*** Exercise material ***

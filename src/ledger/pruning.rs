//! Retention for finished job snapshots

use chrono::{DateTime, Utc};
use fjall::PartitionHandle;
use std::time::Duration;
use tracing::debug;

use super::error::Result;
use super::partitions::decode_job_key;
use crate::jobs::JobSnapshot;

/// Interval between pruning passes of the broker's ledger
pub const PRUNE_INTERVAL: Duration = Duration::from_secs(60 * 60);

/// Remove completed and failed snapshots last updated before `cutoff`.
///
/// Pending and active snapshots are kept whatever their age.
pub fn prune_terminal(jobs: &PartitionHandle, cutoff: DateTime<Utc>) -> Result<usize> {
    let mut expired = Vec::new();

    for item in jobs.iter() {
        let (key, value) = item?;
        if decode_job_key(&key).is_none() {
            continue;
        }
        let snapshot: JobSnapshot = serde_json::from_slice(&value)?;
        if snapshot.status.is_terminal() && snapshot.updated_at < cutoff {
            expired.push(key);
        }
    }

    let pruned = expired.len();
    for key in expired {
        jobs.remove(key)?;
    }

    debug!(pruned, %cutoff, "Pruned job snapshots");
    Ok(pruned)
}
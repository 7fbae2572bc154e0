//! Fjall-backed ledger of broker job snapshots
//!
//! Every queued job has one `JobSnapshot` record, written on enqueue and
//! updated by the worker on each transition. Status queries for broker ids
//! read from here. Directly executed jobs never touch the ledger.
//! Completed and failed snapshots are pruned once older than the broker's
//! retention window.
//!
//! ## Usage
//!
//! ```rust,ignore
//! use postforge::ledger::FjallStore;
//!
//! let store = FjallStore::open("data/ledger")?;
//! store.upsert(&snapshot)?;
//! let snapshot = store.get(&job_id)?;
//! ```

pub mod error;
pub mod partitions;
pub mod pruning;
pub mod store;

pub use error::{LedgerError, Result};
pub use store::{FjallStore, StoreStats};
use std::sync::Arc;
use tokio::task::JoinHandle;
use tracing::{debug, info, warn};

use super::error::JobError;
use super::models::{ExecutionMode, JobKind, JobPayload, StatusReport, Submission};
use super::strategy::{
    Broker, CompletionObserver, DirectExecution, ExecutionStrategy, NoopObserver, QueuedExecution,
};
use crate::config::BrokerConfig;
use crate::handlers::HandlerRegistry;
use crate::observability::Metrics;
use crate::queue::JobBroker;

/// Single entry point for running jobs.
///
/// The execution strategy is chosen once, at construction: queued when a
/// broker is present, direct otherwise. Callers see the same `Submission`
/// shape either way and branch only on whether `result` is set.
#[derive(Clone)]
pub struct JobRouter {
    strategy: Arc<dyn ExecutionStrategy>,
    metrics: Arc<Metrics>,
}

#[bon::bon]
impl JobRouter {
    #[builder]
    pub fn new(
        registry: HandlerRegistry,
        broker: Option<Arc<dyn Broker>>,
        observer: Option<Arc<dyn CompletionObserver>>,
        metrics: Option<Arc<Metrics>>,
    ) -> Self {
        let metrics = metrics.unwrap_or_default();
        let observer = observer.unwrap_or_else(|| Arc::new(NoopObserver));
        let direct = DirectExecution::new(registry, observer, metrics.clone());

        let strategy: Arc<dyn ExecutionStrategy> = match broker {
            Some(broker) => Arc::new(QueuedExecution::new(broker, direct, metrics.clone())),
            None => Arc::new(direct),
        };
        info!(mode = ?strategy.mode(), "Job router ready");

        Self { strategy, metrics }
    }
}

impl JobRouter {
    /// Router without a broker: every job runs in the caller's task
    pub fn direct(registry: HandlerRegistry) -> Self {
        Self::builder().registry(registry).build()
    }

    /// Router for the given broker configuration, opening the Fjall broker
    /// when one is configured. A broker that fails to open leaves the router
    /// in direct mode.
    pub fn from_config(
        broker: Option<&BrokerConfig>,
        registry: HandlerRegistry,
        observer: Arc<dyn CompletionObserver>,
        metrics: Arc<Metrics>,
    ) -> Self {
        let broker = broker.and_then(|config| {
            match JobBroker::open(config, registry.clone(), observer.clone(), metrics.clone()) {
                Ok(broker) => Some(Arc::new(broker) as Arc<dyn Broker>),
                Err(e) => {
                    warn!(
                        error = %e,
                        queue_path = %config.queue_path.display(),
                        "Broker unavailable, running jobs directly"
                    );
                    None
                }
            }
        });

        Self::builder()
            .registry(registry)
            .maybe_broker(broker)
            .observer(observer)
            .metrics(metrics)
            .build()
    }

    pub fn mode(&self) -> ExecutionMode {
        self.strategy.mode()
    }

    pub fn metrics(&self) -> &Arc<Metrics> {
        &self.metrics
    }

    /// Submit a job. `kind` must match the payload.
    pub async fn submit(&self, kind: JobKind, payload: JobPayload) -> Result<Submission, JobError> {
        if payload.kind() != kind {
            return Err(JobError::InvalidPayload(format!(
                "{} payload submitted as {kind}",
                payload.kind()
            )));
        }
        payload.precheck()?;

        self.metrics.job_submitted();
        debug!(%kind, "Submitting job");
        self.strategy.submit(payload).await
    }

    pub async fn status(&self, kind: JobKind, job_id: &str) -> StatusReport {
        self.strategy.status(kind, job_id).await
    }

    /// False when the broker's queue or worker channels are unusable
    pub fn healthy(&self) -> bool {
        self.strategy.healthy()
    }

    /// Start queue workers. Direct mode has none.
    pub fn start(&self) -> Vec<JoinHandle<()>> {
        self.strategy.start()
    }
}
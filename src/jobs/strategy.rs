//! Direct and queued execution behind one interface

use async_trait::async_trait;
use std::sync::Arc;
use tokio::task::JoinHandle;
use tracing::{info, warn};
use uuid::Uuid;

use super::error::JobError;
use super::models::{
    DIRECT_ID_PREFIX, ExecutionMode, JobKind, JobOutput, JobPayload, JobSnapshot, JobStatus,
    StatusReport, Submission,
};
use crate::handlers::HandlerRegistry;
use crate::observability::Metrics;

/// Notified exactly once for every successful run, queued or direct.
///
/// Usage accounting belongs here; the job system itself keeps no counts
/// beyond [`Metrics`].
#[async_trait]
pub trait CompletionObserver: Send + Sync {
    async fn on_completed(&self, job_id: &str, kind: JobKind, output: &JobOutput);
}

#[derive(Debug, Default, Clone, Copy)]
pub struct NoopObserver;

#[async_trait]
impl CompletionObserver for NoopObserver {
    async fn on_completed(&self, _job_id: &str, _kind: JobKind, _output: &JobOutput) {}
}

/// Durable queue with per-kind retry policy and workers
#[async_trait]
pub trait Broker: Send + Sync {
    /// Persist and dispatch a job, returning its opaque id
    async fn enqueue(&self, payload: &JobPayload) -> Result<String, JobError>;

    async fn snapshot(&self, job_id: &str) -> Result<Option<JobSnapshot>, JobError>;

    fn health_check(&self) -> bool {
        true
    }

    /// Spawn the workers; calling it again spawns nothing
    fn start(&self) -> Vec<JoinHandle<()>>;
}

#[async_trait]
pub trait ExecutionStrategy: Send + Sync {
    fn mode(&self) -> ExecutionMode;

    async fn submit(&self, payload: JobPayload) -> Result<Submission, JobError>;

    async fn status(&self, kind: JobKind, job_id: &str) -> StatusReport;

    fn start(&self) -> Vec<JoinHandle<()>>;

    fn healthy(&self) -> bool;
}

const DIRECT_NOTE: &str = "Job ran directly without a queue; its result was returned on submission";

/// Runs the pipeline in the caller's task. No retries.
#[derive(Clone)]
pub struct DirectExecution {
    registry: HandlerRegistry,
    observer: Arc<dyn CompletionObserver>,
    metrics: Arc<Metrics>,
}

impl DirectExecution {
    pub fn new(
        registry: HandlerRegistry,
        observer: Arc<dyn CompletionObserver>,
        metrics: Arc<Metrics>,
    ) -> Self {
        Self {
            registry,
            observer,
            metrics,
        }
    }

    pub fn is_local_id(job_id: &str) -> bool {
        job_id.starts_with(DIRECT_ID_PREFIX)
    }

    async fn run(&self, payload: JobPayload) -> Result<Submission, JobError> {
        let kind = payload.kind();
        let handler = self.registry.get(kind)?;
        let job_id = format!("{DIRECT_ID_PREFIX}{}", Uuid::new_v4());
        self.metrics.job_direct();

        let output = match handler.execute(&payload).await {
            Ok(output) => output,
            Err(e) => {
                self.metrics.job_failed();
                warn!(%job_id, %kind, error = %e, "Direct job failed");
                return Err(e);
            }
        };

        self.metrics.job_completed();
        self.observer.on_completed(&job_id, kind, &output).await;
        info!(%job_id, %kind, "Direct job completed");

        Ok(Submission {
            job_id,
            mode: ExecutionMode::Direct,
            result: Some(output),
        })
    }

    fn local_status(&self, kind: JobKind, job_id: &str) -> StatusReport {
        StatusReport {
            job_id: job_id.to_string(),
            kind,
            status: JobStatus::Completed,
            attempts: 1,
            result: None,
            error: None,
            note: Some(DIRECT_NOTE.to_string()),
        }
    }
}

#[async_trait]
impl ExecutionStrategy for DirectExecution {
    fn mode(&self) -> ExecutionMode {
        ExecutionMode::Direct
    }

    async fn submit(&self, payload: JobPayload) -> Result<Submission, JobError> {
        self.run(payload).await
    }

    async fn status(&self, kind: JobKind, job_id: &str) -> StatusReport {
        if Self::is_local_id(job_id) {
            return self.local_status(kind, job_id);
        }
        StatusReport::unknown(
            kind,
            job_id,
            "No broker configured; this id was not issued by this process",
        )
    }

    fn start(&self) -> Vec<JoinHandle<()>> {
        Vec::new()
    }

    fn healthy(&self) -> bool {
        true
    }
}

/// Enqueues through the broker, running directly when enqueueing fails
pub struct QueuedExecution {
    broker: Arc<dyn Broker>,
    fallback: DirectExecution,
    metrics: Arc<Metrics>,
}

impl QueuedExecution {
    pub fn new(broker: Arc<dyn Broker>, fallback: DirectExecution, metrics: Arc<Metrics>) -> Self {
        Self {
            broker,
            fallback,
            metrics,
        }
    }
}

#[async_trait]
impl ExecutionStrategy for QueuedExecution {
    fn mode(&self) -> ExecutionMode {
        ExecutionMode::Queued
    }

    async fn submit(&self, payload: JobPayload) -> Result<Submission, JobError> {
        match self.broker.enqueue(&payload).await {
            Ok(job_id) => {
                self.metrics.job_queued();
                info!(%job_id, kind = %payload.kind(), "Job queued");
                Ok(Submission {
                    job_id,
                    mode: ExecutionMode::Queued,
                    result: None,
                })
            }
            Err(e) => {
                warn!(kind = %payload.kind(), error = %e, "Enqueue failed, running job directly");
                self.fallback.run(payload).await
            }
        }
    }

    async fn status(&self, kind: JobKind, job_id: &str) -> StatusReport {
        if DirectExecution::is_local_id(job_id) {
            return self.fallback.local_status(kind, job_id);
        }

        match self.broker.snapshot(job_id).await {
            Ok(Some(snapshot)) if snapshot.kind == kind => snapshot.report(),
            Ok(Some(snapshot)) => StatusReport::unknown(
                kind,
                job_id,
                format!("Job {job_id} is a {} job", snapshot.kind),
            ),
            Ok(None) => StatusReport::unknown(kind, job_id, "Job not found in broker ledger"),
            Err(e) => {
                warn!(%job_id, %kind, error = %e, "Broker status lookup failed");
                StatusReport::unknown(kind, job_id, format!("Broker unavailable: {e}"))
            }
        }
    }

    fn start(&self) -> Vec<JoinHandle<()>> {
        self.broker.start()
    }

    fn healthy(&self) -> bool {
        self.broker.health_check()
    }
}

***
*** Exercise material ***

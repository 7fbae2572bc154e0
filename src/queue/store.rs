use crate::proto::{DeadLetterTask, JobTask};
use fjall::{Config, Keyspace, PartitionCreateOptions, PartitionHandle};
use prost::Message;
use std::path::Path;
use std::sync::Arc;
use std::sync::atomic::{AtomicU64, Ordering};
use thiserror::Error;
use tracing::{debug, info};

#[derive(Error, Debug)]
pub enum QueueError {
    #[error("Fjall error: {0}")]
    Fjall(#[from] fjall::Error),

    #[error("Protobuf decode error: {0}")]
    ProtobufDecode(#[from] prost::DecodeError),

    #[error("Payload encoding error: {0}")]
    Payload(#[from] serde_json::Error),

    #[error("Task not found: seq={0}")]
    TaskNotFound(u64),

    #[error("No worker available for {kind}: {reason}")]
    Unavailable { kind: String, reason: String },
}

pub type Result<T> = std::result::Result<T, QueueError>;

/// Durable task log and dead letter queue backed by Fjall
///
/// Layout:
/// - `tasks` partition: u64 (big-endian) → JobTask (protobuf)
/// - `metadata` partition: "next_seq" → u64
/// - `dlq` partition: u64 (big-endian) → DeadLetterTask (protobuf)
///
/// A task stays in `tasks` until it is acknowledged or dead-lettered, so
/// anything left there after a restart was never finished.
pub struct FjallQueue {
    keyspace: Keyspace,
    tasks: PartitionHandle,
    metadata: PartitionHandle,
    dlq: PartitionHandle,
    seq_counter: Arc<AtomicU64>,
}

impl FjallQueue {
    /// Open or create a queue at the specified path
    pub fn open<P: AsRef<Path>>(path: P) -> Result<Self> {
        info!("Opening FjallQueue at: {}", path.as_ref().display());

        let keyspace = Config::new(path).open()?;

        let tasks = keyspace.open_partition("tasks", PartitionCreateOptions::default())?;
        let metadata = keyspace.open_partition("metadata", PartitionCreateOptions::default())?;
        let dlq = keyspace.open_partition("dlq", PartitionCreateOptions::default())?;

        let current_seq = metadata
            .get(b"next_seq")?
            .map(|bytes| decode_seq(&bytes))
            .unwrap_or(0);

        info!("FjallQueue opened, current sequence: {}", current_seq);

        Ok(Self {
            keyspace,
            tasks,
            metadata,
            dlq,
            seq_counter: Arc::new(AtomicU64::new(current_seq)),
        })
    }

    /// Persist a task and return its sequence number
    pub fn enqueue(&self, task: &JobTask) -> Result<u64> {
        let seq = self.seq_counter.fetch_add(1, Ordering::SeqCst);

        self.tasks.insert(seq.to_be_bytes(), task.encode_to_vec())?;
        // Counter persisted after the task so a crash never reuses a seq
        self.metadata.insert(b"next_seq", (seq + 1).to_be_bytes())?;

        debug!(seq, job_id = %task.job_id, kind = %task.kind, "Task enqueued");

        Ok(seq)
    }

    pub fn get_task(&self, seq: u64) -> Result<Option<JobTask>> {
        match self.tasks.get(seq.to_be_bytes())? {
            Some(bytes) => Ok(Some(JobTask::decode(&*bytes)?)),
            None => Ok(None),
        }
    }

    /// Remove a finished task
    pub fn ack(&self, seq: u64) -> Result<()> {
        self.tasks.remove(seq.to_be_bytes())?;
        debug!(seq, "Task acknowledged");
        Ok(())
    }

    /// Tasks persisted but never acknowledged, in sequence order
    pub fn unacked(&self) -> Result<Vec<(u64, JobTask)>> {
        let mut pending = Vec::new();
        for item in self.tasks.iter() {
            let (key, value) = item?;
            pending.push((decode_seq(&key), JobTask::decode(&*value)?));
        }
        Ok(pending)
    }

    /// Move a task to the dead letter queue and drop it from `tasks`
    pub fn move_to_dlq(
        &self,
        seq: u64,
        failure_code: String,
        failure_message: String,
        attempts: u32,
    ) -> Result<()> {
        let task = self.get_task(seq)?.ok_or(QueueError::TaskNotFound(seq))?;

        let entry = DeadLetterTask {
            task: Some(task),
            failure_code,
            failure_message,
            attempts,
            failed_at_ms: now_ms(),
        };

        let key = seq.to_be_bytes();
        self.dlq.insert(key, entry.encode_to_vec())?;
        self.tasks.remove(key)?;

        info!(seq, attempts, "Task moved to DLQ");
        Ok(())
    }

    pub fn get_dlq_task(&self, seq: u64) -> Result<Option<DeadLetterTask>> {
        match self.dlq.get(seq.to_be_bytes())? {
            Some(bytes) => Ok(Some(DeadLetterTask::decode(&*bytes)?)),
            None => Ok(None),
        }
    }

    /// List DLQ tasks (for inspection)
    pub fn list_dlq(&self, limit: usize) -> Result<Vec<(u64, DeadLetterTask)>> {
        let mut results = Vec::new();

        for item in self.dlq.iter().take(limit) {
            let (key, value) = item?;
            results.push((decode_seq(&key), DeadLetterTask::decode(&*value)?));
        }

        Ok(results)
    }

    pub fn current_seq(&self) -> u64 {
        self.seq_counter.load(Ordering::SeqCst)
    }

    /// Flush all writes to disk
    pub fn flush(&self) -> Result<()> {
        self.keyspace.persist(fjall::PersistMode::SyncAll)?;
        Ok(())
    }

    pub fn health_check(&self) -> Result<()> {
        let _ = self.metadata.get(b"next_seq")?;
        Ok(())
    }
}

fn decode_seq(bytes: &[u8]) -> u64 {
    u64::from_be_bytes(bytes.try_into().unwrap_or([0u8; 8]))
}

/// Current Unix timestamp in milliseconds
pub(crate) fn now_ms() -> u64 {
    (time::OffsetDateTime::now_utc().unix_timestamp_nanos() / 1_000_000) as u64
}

***
*** Exercise material ***

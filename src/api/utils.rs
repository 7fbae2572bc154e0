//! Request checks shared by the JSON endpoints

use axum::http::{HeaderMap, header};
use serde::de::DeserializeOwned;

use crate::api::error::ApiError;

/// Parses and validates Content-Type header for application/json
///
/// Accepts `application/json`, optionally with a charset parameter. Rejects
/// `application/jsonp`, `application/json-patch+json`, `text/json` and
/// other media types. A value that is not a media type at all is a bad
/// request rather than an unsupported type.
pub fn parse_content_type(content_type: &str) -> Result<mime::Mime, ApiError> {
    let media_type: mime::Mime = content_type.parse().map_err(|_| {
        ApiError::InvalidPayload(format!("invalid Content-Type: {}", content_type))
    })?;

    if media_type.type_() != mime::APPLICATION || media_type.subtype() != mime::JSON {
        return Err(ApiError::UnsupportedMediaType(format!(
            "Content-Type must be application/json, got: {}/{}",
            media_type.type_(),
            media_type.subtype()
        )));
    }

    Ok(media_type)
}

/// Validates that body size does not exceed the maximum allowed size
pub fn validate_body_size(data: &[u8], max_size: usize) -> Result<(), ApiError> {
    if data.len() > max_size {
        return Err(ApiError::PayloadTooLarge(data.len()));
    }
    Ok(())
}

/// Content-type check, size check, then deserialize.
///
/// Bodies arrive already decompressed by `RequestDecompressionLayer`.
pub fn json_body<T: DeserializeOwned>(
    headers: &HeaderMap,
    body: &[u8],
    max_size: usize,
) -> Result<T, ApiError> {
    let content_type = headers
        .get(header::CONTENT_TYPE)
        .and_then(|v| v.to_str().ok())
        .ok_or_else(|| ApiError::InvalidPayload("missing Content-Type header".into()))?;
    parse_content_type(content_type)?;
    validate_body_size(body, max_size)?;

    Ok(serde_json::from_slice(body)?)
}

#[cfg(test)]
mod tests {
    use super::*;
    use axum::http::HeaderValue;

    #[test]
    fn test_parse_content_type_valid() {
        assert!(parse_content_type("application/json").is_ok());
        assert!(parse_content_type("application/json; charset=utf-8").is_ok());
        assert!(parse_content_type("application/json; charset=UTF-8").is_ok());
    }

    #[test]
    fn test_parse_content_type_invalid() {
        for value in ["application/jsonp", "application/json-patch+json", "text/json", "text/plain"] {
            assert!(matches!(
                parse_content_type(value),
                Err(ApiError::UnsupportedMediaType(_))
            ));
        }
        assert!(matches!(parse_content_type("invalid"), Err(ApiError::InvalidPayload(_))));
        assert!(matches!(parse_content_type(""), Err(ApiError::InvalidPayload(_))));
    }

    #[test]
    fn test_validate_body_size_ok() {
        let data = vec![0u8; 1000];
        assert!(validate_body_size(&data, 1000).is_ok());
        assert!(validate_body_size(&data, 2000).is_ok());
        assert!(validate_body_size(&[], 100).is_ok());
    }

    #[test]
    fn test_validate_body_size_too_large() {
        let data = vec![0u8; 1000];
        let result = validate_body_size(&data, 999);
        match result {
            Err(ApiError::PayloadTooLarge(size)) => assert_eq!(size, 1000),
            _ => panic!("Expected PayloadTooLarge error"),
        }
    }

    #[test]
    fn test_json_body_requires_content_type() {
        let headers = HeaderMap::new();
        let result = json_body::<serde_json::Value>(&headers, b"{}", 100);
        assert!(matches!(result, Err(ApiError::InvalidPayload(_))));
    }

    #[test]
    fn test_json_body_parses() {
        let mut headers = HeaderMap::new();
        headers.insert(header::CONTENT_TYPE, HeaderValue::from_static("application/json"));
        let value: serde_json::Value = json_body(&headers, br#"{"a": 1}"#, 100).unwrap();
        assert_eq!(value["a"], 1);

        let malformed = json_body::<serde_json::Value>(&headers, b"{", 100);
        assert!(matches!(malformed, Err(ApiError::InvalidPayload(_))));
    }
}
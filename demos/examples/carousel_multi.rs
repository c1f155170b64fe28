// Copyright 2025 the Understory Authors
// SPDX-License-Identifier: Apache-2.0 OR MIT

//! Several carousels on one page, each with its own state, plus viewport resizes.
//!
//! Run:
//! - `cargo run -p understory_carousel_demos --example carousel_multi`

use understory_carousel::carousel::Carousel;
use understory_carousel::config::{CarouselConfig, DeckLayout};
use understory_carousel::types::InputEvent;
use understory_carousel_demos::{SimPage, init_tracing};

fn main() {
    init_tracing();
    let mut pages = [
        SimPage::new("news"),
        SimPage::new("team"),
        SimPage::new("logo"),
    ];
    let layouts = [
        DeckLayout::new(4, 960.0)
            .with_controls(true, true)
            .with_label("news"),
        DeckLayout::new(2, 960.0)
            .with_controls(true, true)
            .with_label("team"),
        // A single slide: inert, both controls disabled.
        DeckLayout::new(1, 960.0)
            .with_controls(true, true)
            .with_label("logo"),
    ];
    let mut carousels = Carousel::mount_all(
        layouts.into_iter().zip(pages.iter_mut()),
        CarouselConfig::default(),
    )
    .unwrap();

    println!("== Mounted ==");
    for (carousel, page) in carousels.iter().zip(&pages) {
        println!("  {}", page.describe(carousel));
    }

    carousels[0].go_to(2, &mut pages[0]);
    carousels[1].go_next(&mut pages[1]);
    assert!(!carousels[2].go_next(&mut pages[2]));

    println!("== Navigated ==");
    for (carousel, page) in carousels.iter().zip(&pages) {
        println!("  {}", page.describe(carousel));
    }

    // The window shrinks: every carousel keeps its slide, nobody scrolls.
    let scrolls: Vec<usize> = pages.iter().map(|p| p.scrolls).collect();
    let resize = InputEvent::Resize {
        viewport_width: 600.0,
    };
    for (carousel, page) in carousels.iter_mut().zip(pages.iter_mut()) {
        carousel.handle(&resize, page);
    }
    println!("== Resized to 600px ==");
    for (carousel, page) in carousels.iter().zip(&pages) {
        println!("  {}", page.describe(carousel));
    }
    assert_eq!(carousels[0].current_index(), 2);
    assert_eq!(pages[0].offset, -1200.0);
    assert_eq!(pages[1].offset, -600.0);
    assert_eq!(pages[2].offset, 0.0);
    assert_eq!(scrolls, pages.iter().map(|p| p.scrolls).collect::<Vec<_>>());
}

***

Reproduce exactly the entries above, limited to the lines from the one with "filename src/ledger/pruning.rs" through the one with "the broker's ledger", both included.

filename src/ledger/pruning.rs
//! Retention for finished job snapshots

use chrono::{DateTime, Utc};
use fjall::PartitionHandle;
use std::time::Duration;
use tracing::debug;

use super::error::Result;
use super::partitions::decode_job_key;
use crate::jobs::JobSnapshot;

/// Interval between pruning passes of the broker's ledger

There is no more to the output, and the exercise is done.